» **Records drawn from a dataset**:
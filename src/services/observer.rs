// SPDX-License-Identifier: MIT
// Copyright 2026 Roland Dreier <roland@rolandd.dev>

//! Downstream consumers of session changes (socket reconnects, UI redirects).

use std::sync::{Arc, PoisonError, RwLock};

/// Receives session lifecycle notifications.
pub trait SessionObserver: Send + Sync {
    /// A new token was installed (login, register or refresh).
    fn reconnect_with_token(&self, token: &str);

    /// The session ended (logout, expiry or failed refresh).
    fn session_ended(&self) {}
}

/// Registered observers, notified in registration order.
#[derive(Clone, Default)]
pub struct Observers {
    inner: Arc<RwLock<Vec<Arc<dyn SessionObserver>>>>,
}

impl Observers {
    pub fn register(&self, observer: Arc<dyn SessionObserver>) {
        self.inner
            .write()
            .unwrap_or_else(PoisonError::into_inner)
            .push(observer);
    }

    pub fn token_installed(&self, token: &str) {
        for observer in self.snapshot() {
            observer.reconnect_with_token(token);
        }
    }

    pub fn session_ended(&self) {
        for observer in self.snapshot() {
            observer.session_ended();
        }
    }

    // Observers run outside the lock so they may register others.
    fn snapshot(&self) -> Vec<Arc<dyn SessionObserver>> {
        self.inner
            .read()
            .unwrap_or_else(PoisonError::into_inner)
            .clone()
    }
}
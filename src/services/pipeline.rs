// SPDX-License-Identifier: MIT
// Copyright 2026 Roland Dreier <roland@rolandd.dev>

//! Resilient request pipeline.
//!
//! Handles:
//! - Token attachment (normalized `Bearer` header)
//! - Ordered endpoint fallback, advancing only on 404, 401 and 5xx
//! - One refresh-and-retry per request on 401
//! - Empty defaults for exhausted reads, normalized errors for writes
//! - Feeding call outcomes back into the availability monitor

use crate::config::Config;
use crate::error::SessionError;
use crate::services::availability::AvailabilityMonitor;
use crate::services::endpoints::{ApiRequest, AuthMode, EndpointCatalog, Idempotence};
use crate::services::refresh::{RefreshCoordinator, RetryMark};
use crate::state::SessionState;
use crate::token;
use crate::transport::{HttpRequest, HttpResponse, RequestBody, Transport};
use reqwest::header::{HeaderValue, AUTHORIZATION, CONTENT_LENGTH, CONTENT_TYPE};
use serde_json::Value;
use std::sync::Arc;
use std::time::Duration;

/// Whether a status sends the request on to the next candidate endpoint.
///
/// 404 and 5xx suggest the endpoint is wrong or down; 401 without a token
/// suggests the endpoint wants different auth. Any other 4xx means the request
/// itself is invalid and is terminal.
pub fn should_advance(status: u16) -> bool {
    status == 401 || status == 404 || (500..600).contains(&status)
}

/// Outbound call wrapper shared by every operation.
pub struct RequestPipeline {
    config: Config,
    transport: Arc<dyn Transport>,
    session: Arc<SessionState>,
    monitor: Arc<AvailabilityMonitor>,
    refresh: Arc<RefreshCoordinator>,
    catalog: EndpointCatalog,
}

/// How one candidate attempt ended.
enum Attempt {
    Done(Value),
    Advance(SessionError),
    Exhausted(SessionError),
}

impl RequestPipeline {
    pub fn new(
        config: &Config,
        transport: Arc<dyn Transport>,
        session: Arc<SessionState>,
        monitor: Arc<AvailabilityMonitor>,
        refresh: Arc<RefreshCoordinator>,
        catalog: EndpointCatalog,
    ) -> Self {
        Self {
            config: config.clone(),
            transport,
            session,
            monitor,
            refresh,
            catalog,
        }
    }

    pub fn catalog(&self) -> &EndpointCatalog {
        &self.catalog
    }

    /// Start a request for a catalog operation.
    pub fn request(&self, operation: &str) -> Result<ApiRequest, SessionError> {
        self.catalog.request(operation).ok_or_else(|| {
            SessionError::Internal(anyhow::anyhow!("unknown operation: {operation}"))
        })
    }

    /// Execute a request through fallback, refresh and degradation rules.
    pub async fn execute(&self, request: ApiRequest) -> Result<Value, SessionError> {
        let operation = &request.operation;
        let mut mark = RetryMark::default();
        let mut last_error = None;

        for (index, template) in operation.candidates.iter().enumerate() {
            let url = self.config.url(&request.resolve_path(template));

            match self.attempt(&request, &url, &mut mark).await? {
                Attempt::Done(body) => return Ok(body),
                Attempt::Advance(error) => {
                    tracing::info!(
                        operation = %operation.name,
                        candidate = index,
                        error = %error,
                        "Endpoint candidate failed, trying next"
                    );
                    last_error = Some(error);
                }
                Attempt::Exhausted(error) => {
                    last_error = Some(error);
                    break;
                }
            }
        }

        let error = last_error.unwrap_or_else(|| {
            SessionError::Internal(anyhow::anyhow!(
                "operation {} has no endpoints",
                operation.name
            ))
        });

        match operation.idempotence {
            Idempotence::Read => {
                tracing::warn!(
                    operation = %operation.name,
                    error = %error,
                    "Read exhausted all endpoints, returning empty default"
                );
                Ok(operation.empty_default.clone())
            }
            Idempotence::Write => {
                tracing::warn!(operation = %operation.name, error = %error, "Write failed");
                Err(error)
            }
        }
    }

    /// Try one candidate, including its single refresh-and-retry.
    ///
    /// `Err` is terminal for the whole request.
    async fn attempt(
        &self,
        request: &ApiRequest,
        url: &str,
        mark: &mut RetryMark,
    ) -> Result<Attempt, SessionError> {
        let auth = request.operation.auth;
        let mut token = match auth {
            AuthMode::Bearer => self.session.token().await,
            _ => None,
        };

        loop {
            let http = self.build(request, url, token.as_deref());
            let attached = http.headers.contains_key(AUTHORIZATION);

            let response = match self.transport.send(http).await {
                Ok(response) => response,
                Err(e) => {
                    self.monitor.report_transport_failure().await;
                    return Ok(Attempt::Exhausted(SessionError::NetworkUnavailable(
                        e.to_string(),
                    )));
                }
            };

            if response.is_success() {
                self.monitor.mark_available().await;
                return Ok(Attempt::Done(response.body));
            }

            let status = response.status;
            tracing::debug!(operation = %request.operation.name, status, url, "Request failed");

            if status == 401 {
                match auth {
                    AuthMode::Credentials => return Err(SessionError::InvalidCredentials),
                    AuthMode::Bearer if attached && !mark.is_retried() => {
                        match self
                            .refresh
                            .on_expired_during_request(token.as_deref(), mark)
                            .await
                        {
                            Ok(new_token) => {
                                token = Some(new_token);
                                continue;
                            }
                            Err(failure) => {
                                tracing::warn!(error = %failure, "Refresh after 401 failed");
                                return Err(SessionError::SessionExpired);
                            }
                        }
                    }
                    AuthMode::Bearer if attached => {
                        tracing::warn!(
                            operation = %request.operation.name,
                            "Second 401 after refresh, ending session"
                        );
                        self.refresh.expire_session(self.session.epoch()).await;
                        return Err(SessionError::SessionExpired);
                    }
                    _ => {}
                }
            }

            let error = error_from_response(&response);
            if should_advance(status) {
                return Ok(Attempt::Advance(error));
            }
            return Err(error);
        }
    }

    fn build(&self, request: &ApiRequest, url: &str, token: Option<&str>) -> HttpRequest {
        let mut headers = request.headers.clone();

        // Non-bearer operations keep whatever the caller set.
        if request.operation.auth == AuthMode::Bearer {
            match token
                .and_then(token::bearer_header)
                .and_then(|h| HeaderValue::from_str(&h).ok())
            {
                Some(value) => {
                    headers.insert(AUTHORIZATION, value);
                }
                None => {
                    headers.remove(AUTHORIZATION);
                }
            }
        }

        // Let the transport pick the multipart boundary / binary media type.
        if request.body.is_form_or_binary() {
            headers.remove(CONTENT_TYPE);
            headers.remove(CONTENT_LENGTH);
        } else if matches!(request.body, RequestBody::Json(_)) && !headers.contains_key(CONTENT_TYPE) {
            headers.insert(CONTENT_TYPE, HeaderValue::from_static("application/json"));
        }

        HttpRequest {
            method: request.operation.method.clone(),
            url: url.to_string(),
            headers,
            body: request.body.clone(),
            timeout: Some(self.request_timeout(request)),
        }
    }

    fn request_timeout(&self, request: &ApiRequest) -> Duration {
        // Uploads get longer than ordinary calls.
        if request.body.is_form_or_binary() {
            self.config.http_timeout * 4
        } else {
            self.config.http_timeout
        }
    }
}

fn error_from_response(response: &HttpResponse) -> SessionError {
    let message = response.message().unwrap_or_default();
    SessionError::from_status(response.status, message)
}

#[cfg(test)]
mod tests {
    use super::*;

    #[test]
    fn advance_policy() {
        for status in [401, 404, 500, 502, 503, 504] {
            assert!(should_advance(status), "{status} should advance");
        }
        for status in [400, 403, 409, 413, 415, 422, 429] {
            assert!(!should_advance(status), "{status} should be terminal");
        }
    }
}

» **What is expected**:
Your reply should hold only the lines from the first line of the records through the one with "register or refresh).", reproduced word for word.

» **Task result**:
filename src/services/observer.rs
// SPDX-License-Identifier: MIT
// Copyright 2026 Roland Dreier <roland@rolandd.dev>

//! Downstream consumers of session changes (socket reconnects, UI redirects).

use std::sync::{Arc, PoisonError, RwLock};

/// Receives session lifecycle notifications.
pub trait SessionObserver: Send + Sync {
    /// A new token was installed (login, register or refresh).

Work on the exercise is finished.